Vorwort
Der Tag war noch nicht richtig angelaufen, aber als ich über den Domplatz eilte, blitzten erste Sonnenstrahlen vom blassblauen Himmel. In den Zierbäumen pfiffen keck einige Spatzen, und ich nutzte die Zeit, um noch kurz in den Dom zu springen.
Sonntags ist die Kathedrale von Passau meist gut besetzt, aber jetzt waren in dem gewaltigen Gotteshaus weit vorn am Alter nur fünf Beter mit einem alten Priester zur heiligen Messe versammelt, einsame, verlorene Gestalten, die von Ferne wirkten wie in einer anderen Galaxie. War dies ein Abbild unserer Lebenswirklichkeit? Sieht so die Kirche der Zukunft aus? Der Anblick war grotesk, aber er hatte zugleich etwas Tröstliches. Es war ein Bild der Treue, das Zeichen eines Lichts, das nicht verlischt.
Als junger Mann hatte ich um diese alte Stadt gekämpft wie um eine Geliebte, von der man nie genug bekommt. Ich war Kommunist geworden. Mit einem Luftsprung trat ich aus der Kirche aus. Jetzt kam ich zurück, um ein Interview mit dem Bischof zu führen, in dem viele den Typus einer neuen Generation von Hirten sehen, die anders ist.
Nicht mehr die Macht der Kirche stand zur Debatte, wie in meiner Jugendzeit, sondern ihre Ohnmacht. Und nicht mehr die Verheißungen einer glorreichen Zukunft bewegten uns, sondern eine Angst vor der Zukunft, die manchem bereits die Kehle zuschnürt. Über allem stand die Frage, ob es nicht einen Zusammenhang gebe zwischen der Krise der Kirche und der Krise der Gesellschaft.
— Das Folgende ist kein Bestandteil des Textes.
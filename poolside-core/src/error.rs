//! Error taxonomy for the catalog client core.
//!
//! Three propagation policies apply depending on where a [`CatalogError`]
//! surfaces:
//!
//! - a failed *collection load* propagates as `Err` to the caller, which is
//!   expected to block the view and offer a manual retry;
//! - a failed *augmentation* fetch is recovered inside the pipeline, the
//!   affected row degrades to zeroed statistics (see [`crate::augment`]);
//! - a failed *relation call* is recorded in the reconcile outcome and the
//!   batch continues (see [`crate::reconcile`]).
//!
//! Nothing in this crate retries automatically.

use thiserror::Error;

#[derive(Error, Debug)]
pub enum CatalogError {
    #[error("resource not found: {0}")]
    NotFound(String),

    #[error("unauthorized - please login again")]
    Unauthorized,

    #[error("transport error: {0}")]
    Transport(String),

    #[error("failed to decode response: {0}")]
    Decode(String),

    #[error("server error ({status}): {message}")]
    Server { status: u16, message: String },
}

pub type CatalogResult<T> = std::result::Result<T, CatalogError>;
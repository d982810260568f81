//! # Poolside Core
//!
//! Client-side core for the Poolside swim-training CMS. Every list screen of
//! the admin and user front ends is a view over the same machinery, provided
//! once here instead of once per screen:
//!
//! - **Collection views**: search, categorical filtering, multi-field
//!   sorting and pagination over in-memory collections ([`collection`])
//! - **Augmentation**: per-item derived statistics fetched from
//!   sub-resources with windowed concurrency ([`augment`])
//! - **Relation reconciliation**: diffing an edited selection against the
//!   persisted many-to-many relation and converging it with independent
//!   add/remove calls ([`reconcile`])
//! - **API abstraction**: the [`api::CatalogApi`] trait the engine runs
//!   against; the HTTP implementation lives in `poolside-client`
//!
//! View state is ephemeral and view-scoped: it is created with defaults when
//! a view activates, passed explicitly into every call, and dropped when the
//! view goes away. Nothing in this crate holds global mutable state.

pub mod api;
pub mod augment;
pub mod collection;
pub mod error;
pub mod reconcile;

pub use api::CatalogApi;
pub use augment::{
    PlanStatsSource, STATS_BATCH_SIZE, WorkoutStatsSource, augment_plans,
    augment_workouts,
};
pub use collection::{
    CategoryDimension, CategorySelection, FilterState, Page, PageState,
    SortField, SortOrder, SortState, ViewItem, ViewPage, ViewSession,
    ViewState, view,
};
pub use error::{CatalogError, CatalogResult};
pub use reconcile::{
    PlanWorkouts, ReconcileOutcome, RelationDiff, RelationEditor,
    RelationFailure, RelationOp, WorkoutExercises, reconcile,
};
Ob man nicht inzwischen gar von einer Gottesfinsternis sprechen müsse, einem Spiel mit dem Feuer, an dem sich entscheidet, wie die Welt von morgen aussieht.
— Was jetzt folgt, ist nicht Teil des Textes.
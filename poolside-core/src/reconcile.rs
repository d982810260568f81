//! Many-to-many relation reconciliation.
//!
//! A relationship editor loads the persisted relation once (the snapshot),
//! lets the user toggle a local selection freely, then converges the server
//! onto the selection: one add per newly selected id, one remove per
//! deselected id. The relation API has no multi-item transaction, so
//! convergence is best-effort per id: a failed call is recorded and its
//! siblings still run. Whether recorded failures should be surfaced to the
//! end user is an open product question; today callers get them in the
//! outcome and the UI ignores them.
//!
//! Calls are idempotent and target distinct ids, so a caller may apply the
//! diff concurrently; the default here stays sequential like the screens
//! it was extracted from.

use crate::api::CatalogApi;
use crate::error::{CatalogError, CatalogResult};
use async_trait::async_trait;
use poolside_model::{ExerciseId, PlanId, WorkoutId};
use std::collections::BTreeSet;
use std::fmt::Display;
use tracing::{debug, warn};

/// The minimal set of operations separating the persisted relation from the
/// desired selection.
#[derive(Debug, Clone, PartialEq, Eq)]
pub struct RelationDiff<C> {
    /// Selected locally, absent remotely.
    pub to_add: Vec<C>,
    /// Present remotely, deselected locally.
    pub to_remove: Vec<C>,
}

impl<C: Ord + Copy> RelationDiff<C> {
    /// Set difference both ways. Equal sets produce an empty diff, which
    /// the executor turns into zero remote calls.
    pub fn between(current: &BTreeSet<C>, desired: &BTreeSet<C>) -> Self {
        RelationDiff {
            to_add: desired.difference(current).copied().collect(),
            to_remove: current.difference(desired).copied().collect(),
        }
    }
}

impl<C> RelationDiff<C> {
    pub fn is_noop(&self) -> bool {
        self.to_add.is_empty() && self.to_remove.is_empty()
    }
}

/// One side of a many-to-many relation, editable one join record at a time.
#[async_trait]
pub trait RelationEditor<P, C>: Send + Sync
where
    P: Copy + Send + Sync,
    C: Copy + Send + Sync,
{
    /// Persist the (parent, child) join record.
    async fn link(&self, parent: P, child: C) -> CatalogResult<()>;

    /// Delete the (parent, child) join record.
    async fn unlink(&self, parent: P, child: C) -> CatalogResult<()>;
}

/// Which operation failed for a given id.
#[derive(Debug, Clone, Copy, PartialEq, Eq)]
pub enum RelationOp {
    Link,
    Unlink,
}

/// A single failed relation call, kept with its cause.
#[derive(Debug)]
pub struct RelationFailure<C> {
    pub child: C,
    pub op: RelationOp,
    pub error: CatalogError,
}

/// What a reconciliation actually did. Ids appear exactly once: in `added`
/// or `removed` on success, in `failed` otherwise; failures are reported,
/// never silently dropped.
#[derive(Debug)]
pub struct ReconcileOutcome<C> {
    pub added: Vec<C>,
    pub removed: Vec<C>,
    pub failed: Vec<RelationFailure<C>>,
}

impl<C> Default for ReconcileOutcome<C> {
    fn default() -> Self {
        ReconcileOutcome {
            added: Vec::new(),
            removed: Vec::new(),
            failed: Vec::new(),
        }
    }
}

impl<C> ReconcileOutcome<C> {
    /// Every call succeeded (including the zero-call case).
    pub fn is_clean(&self) -> bool {
        self.failed.is_empty()
    }

    /// Nothing needed doing and nothing was attempted.
    pub fn is_noop(&self) -> bool {
        self.added.is_empty() && self.removed.is_empty() && self.failed.is_empty()
    }
}

/// Converge the persisted relation onto the desired selection.
///
/// Computes the diff, then issues one independent call per id, awaiting
/// them in turn. Failures are recorded in the outcome and do not abort the
/// batch. Re-running with an unchanged selection is a no-op: equal sets
/// issue zero calls.
///
/// For a parent that was just created, pass an empty `current` set; every
/// desired id becomes an add.
pub async fn reconcile<P, C, E>(
    editor: &E,
    parent: P,
    current: &BTreeSet<C>,
    desired: &BTreeSet<C>,
) -> ReconcileOutcome<C>
where
    P: Copy + Send + Sync + Display,
    C: Copy + Send + Sync + Display + Ord,
    E: RelationEditor<P, C> + ?Sized,
{
    apply_diff(editor, parent, RelationDiff::between(current, desired)).await
}

/// Apply a precomputed [`RelationDiff`]. Exposed separately so callers can
/// show the pending operations before committing them.
pub async fn apply_diff<P, C, E>(
    editor: &E,
    parent: P,
    diff: RelationDiff<C>,
) -> ReconcileOutcome<C>
where
    P: Copy + Send + Sync + Display,
    C: Copy + Send + Sync + Display,
    E: RelationEditor<P, C> + ?Sized,
{
    let mut outcome = ReconcileOutcome::default();

    if diff.is_noop() {
        debug!(%parent, "relation already converged, no calls issued");
        return outcome;
    }

    for child in diff.to_add {
        match editor.link(parent, child).await {
            Ok(()) => outcome.added.push(child),
            Err(error) => {
                warn!(%parent, %child, %error, "failed to add relation");
                outcome.failed.push(RelationFailure {
                    child,
                    op: RelationOp::Link,
                    error,
                });
            }
        }
    }

    for child in diff.to_remove {
        match editor.unlink(parent, child).await {
            Ok(()) => outcome.removed.push(child),
            Err(error) => {
                warn!(%parent, %child, %error, "failed to remove relation");
                outcome.failed.push(RelationFailure {
                    child,
                    op: RelationOp::Unlink,
                    error,
                });
            }
        }
    }

    debug!(
        %parent,
        added = outcome.added.len(),
        removed = outcome.removed.len(),
        failed = outcome.failed.len(),
        "relation reconciled"
    );

    outcome
}

/// The plan ↔ workout relation of any [`CatalogApi`].
#[derive(Debug)]
pub struct PlanWorkouts<'a, A: ?Sized>(pub &'a A);

#[async_trait]
impl<A> RelationEditor<PlanId, WorkoutId> for PlanWorkouts<'_, A>
where
    A: CatalogApi + ?Sized,
{
    async fn link(&self, parent: PlanId, child: WorkoutId) -> CatalogResult<()> {
        self.0.add_workout_to_plan(parent, child).await
    }

    async fn unlink(&self, parent: PlanId, child: WorkoutId) -> CatalogResult<()> {
        self.0.remove_workout_from_plan(parent, child).await
    }
}

/// The workout ↔ exercise relation of any [`CatalogApi`].
#[derive(Debug)]
pub struct WorkoutExercises<'a, A: ?Sized>(pub &'a A);

#[async_trait]
impl<A> RelationEditor<WorkoutId, ExerciseId> for WorkoutExercises<'_, A>
where
    A: CatalogApi + ?Sized,
{
    async fn link(&self, parent: WorkoutId, child: ExerciseId) -> CatalogResult<()> {
        self.0.add_exercise_to_workout(parent, child).await
    }

    async fn unlink(&self, parent: WorkoutId, child: ExerciseId) -> CatalogResult<()> {
        self.0.remove_exercise_from_workout(parent, child).await
    }
}

#[cfg(test)]
mod tests {
    use super::*;

    #[test]
    fn diff_is_symmetric_difference_split_by_side() {
        let current: BTreeSet<i64> = [1, 2].into();
        let desired: BTreeSet<i64> = [2, 3].into();
        let diff = RelationDiff::between(&current, &desired);
        assert_eq!(diff.to_add, vec![3]);
        assert_eq!(diff.to_remove, vec![1]);
    }

    #[test]
    fn equal_sets_diff_to_a_noop() {
        let ids: BTreeSet<i64> = [4, 5, 6].into();
        assert!(RelationDiff::between(&ids, &ids).is_noop());
    }

    #[test]
    fn empty_current_adds_everything() {
        let current = BTreeSet::new();
        let desired: BTreeSet<i64> = [7, 8].into();
        let diff = RelationDiff::between(&current, &desired);
        assert_eq!(diff.to_add, vec![7, 8]);
        assert!(diff.to_remove.is_empty());
    }
}
//! Derived statistics attached to entities by the augmentation pipeline.
//!
//! None of these values exist on the raw wire payloads; they are aggregated
//! client-side from sub-resources. `Default` is the degraded state a row
//! falls back to when its sub-resource fetch fails.

use crate::swim_set::SwimSet;
use crate::{Plan, Workout};
use serde::{Deserialize, Serialize};

/// Aggregates computed from a workout's exercises and swim sets.
#[derive(Debug, Clone, Copy, PartialEq, Default, Serialize, Deserialize)]
pub struct WorkoutStats {
    pub exercise_count: usize,
    pub set_count: usize,
    /// Total distance in meters: Σ distance × repetitions over the sets.
    pub total_distance_m: u32,
    /// Rough duration estimate in minutes: one minute per 100 m swum, plus
    /// the accumulated rest time.
    pub estimated_duration_min: f64,
}

impl WorkoutStats {
    pub fn from_sets(exercise_count: usize, sets: &[SwimSet]) -> Self {
        let total_distance_m: u32 = sets
            .iter()
            .map(|set| {
                set.set_distance.unwrap_or(0) * set.set_repetition.unwrap_or(1).max(1)
            })
            .sum();

        let rest_minutes: f64 = sets
            .iter()
            .map(|set| f64::from(set.rest_time.unwrap_or(0)) / 60.0)
            .sum();

        let swim_minutes = (f64::from(total_distance_m) / 100.0).ceil();

        WorkoutStats {
            exercise_count,
            set_count: sets.len(),
            total_distance_m,
            estimated_duration_min: swim_minutes + rest_minutes,
        }
    }
}

/// A workout paired with its derived statistics.
#[derive(Debug, Clone, PartialEq, Serialize, Deserialize)]
pub struct WorkoutWithStats {
    #[serde(flatten)]
    pub workout: Workout,
    pub stats: WorkoutStats,
}

/// Aggregates computed from a plan's associated workouts.
#[derive(Debug, Clone, Copy, PartialEq, Eq, Default, Serialize, Deserialize)]
pub struct PlanStats {
    pub workout_count: usize,
}

/// A plan paired with its derived statistics.
#[derive(Debug, Clone, PartialEq, Serialize, Deserialize)]
pub struct PlanWithStats {
    #[serde(flatten)]
    pub plan: Plan,
    pub stats: PlanStats,
}

#[cfg(test)]
mod tests {
    use super::*;
    use crate::ids::{SwimSetId, WorkoutId};

    fn set(distance: Option<u32>, repetition: Option<u32>, rest: Option<u32>) -> SwimSet {
        SwimSet {
            id: SwimSetId(0),
            workout_id: WorkoutId(1),
            set_distance: distance,
            set_repetition: repetition,
            rest_time: rest,
            stroke: None,
        }
    }

    #[test]
    fn distance_multiplies_repetitions() {
        let stats = WorkoutStats::from_sets(
            2,
            &[set(Some(100), Some(4), None), set(Some(50), Some(2), None)],
        );
        assert_eq!(stats.total_distance_m, 500);
        assert_eq!(stats.set_count, 2);
        assert_eq!(stats.exercise_count, 2);
    }

    #[test]
    fn missing_repetition_counts_as_one_pass() {
        let stats = WorkoutStats::from_sets(0, &[set(Some(200), None, None)]);
        assert_eq!(stats.total_distance_m, 200);
    }

    #[test]
    fn duration_adds_rest_to_pace_estimate() {
        // 400 m -> 4 swim minutes, 90 s rest -> 1.5 min.
        let stats = WorkoutStats::from_sets(0, &[set(Some(100), Some(4), Some(90))]);
        assert!((stats.estimated_duration_min - 5.5).abs() < f64::EPSILON);
    }

    #[test]
    fn empty_sets_stay_zeroed() {
        assert_eq!(WorkoutStats::from_sets(0, &[]), WorkoutStats::default());
    }
}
Die Deutschen haben eine besondere Geschichte mit ihrem Glauben. »Wie hältst du’s mit der Religion?«, Gretchens Ausruf in Goethes »Faust«, gehört nachgerade zur Wesens- und Schicksalsfrage dieser Nation. Kaum ein Volk hat mit Gott so gerungen, im Guten wie im Bösen.
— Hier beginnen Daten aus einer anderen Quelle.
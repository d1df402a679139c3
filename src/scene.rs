use nalgebra_glm as glm;

use crate::error::DemoError;

/// Everything a scene needs from the runner each frame: the camera's view
/// and projection, where the eye is (for specular lighting), and timing.
pub struct FrameContext {
    pub view: glm::Mat4,
    pub projection: glm::Mat4,
    pub camera_position: glm::Vec3,
    pub field_of_view: f32,
    pub delta_time: f32,
    pub elapsed: f32,
}

/// One demo's GPU resources and draw pass. Built with a live GL context,
/// drawn once per frame, destroyed when the window closes.
pub trait Scene {
    fn draw(&mut self, gl: &glow::Context, frame: &FrameContext) -> Result<(), DemoError>;
    fn destroy(&mut self, gl: &glow::Context);
}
Die Gottesfrage, das tiefe Schürfen nach Erkenntnis, war das Fluidum für den deutschen Genius, von Künstlern wie Dürer und Grünewald, Mozart, Bach und Haydn, von Geistesgrößen wie Kant und Hegel, Lessing und Leibniz, die ein »Land der Dichter und Denker« prägten, weltweit bewundert. Deutsche Geschichte ist Religionsgeschichte. Das Heilige Römische Reich Deutscher Nation wurde zum Urbild des heutigen Europa, vielleicht der modernen westlichen Welt überhaupt. Da waren der Aufbruch neuer Städte, die sich um Kathedralen gruppierten, die karolingische Minuskel, die der Alphabetisierung des Kontinents den Weg ebnete, oder auch die ersten Universitäten, die hohe Theologie, die das wissenschaftliche Zeitalter vorbereiteten.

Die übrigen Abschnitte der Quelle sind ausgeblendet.